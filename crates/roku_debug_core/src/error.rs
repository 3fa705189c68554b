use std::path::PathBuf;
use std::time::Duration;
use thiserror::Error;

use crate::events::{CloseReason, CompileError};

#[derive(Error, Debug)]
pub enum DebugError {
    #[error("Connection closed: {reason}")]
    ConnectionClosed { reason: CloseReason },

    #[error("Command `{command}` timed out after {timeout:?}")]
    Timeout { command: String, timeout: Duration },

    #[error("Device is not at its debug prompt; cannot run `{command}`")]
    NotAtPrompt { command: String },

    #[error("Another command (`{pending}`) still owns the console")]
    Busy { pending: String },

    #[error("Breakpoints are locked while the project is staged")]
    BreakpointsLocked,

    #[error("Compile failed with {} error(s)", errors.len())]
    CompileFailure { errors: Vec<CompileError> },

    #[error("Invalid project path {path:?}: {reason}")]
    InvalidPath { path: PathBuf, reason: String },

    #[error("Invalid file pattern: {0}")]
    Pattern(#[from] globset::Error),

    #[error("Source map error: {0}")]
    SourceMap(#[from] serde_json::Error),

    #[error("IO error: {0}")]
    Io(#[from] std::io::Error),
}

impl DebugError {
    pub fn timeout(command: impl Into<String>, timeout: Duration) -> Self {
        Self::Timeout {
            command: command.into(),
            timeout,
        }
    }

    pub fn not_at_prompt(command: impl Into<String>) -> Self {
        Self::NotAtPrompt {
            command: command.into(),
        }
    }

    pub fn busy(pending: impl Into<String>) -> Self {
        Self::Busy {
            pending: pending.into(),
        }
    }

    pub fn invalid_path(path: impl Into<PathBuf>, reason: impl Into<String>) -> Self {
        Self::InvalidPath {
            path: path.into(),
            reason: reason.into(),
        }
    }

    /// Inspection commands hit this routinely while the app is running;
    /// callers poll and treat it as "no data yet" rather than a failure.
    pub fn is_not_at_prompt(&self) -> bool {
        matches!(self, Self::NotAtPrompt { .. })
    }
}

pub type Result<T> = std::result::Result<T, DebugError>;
^^^^^^^^
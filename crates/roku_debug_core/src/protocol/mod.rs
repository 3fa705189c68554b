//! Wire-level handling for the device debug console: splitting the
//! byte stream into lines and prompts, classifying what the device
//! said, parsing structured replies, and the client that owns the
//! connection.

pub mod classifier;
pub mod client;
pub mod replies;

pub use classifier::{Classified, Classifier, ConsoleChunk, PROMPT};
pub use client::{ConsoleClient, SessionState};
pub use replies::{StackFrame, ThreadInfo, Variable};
^^^^^^^^
Lines in the listing that include the word "filename": how many are there? Give the number alone.

**Solution to the exercise**
2